For the data that follows, state how many lines hold the string "Some", giving the number by itself.

## Input data

*** Begin section ***

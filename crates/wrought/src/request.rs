// File: src/request.rs
// Purpose: Route request descriptor and ambient query parameters

use crate::argv::Argv;
use std::collections::HashMap;

/// One inbound routing request: either a raw path, or explicit
/// controller/action/params/argv fields.
///
/// Path-based interpretation takes priority when a path is present.
/// Among the explicit fields, `argv` overrides `params` + `action`.
#[derive(Debug, Clone, Default)]
pub struct RouteRequest {
    pub path: Option<String>,
    pub controller: Option<String>,
    pub action: Option<String>,
    pub params: Vec<String>,
    pub argv: Option<Vec<String>>,
}

impl RouteRequest {
    pub fn new() -> Self {
        Self::default()
    }

    pub fn with_path(mut self, path: impl Into<String>) -> Self {
        self.path = Some(path.into());
        self
    }

    pub fn with_controller(mut self, controller: impl Into<String>) -> Self {
        self.controller = Some(controller.into());
        self
    }

    pub fn with_action(mut self, action: impl Into<String>) -> Self {
        self.action = Some(action.into());
        self
    }

    pub fn with_params<I, S>(mut self, params: I) -> Self
    where
        I: IntoIterator<Item = S>,
        S: Into<String>,
    {
        self.params = params.into_iter().map(|s| s.into()).collect();
        self
    }

    pub fn with_argv<I, S>(mut self, argv: I) -> Self
    where
        I: IntoIterator<Item = S>,
        S: Into<String>,
    {
        self.argv = Some(argv.into_iter().map(|s| s.into()).collect());
        self
    }

    /// Resolves the explicit fields into an argument vector, honoring
    /// the `argv` > `params`+`action` precedence. Path parsing happens
    /// in the dispatcher instead.
    pub fn explicit_argv(&self) -> Argv {
        match &self.argv {
            Some(argv) => Argv::from_parts(None, argv.clone()),
            None => Argv::from_parts(self.action.clone(), self.params.clone()),
        }
    }
}

/// Ambient query-parameter store for one request.
///
/// Keyed arguments parsed from the request path are merged in without
/// overwriting pre-existing entries; controllers and templates may rely
/// on that side effect.
#[derive(Debug, Clone, Default, PartialEq)]
pub struct QueryParams {
    params: HashMap<String, String>,
}

impl QueryParams {
    pub fn new(params: HashMap<String, String>) -> Self {
        Self { params }
    }

    pub fn get(&self, key: &str) -> Option<&str> {
        self.params.get(key).map(String::as_str)
    }

    pub fn has(&self, key: &str) -> bool {
        self.params.contains_key(key)
    }

    pub fn as_map(&self) -> &HashMap<String, String> {
        &self.params
    }

    /// Inserts every entry whose key is not already present; existing
    /// entries are never overwritten.
    pub fn merge_absent(&mut self, incoming: &HashMap<String, String>) {
        for (key, value) in incoming {
            self.params
                .entry(key.clone())
                .or_insert_with(|| value.clone());
        }
    }
}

*** End section ***

## The answer
5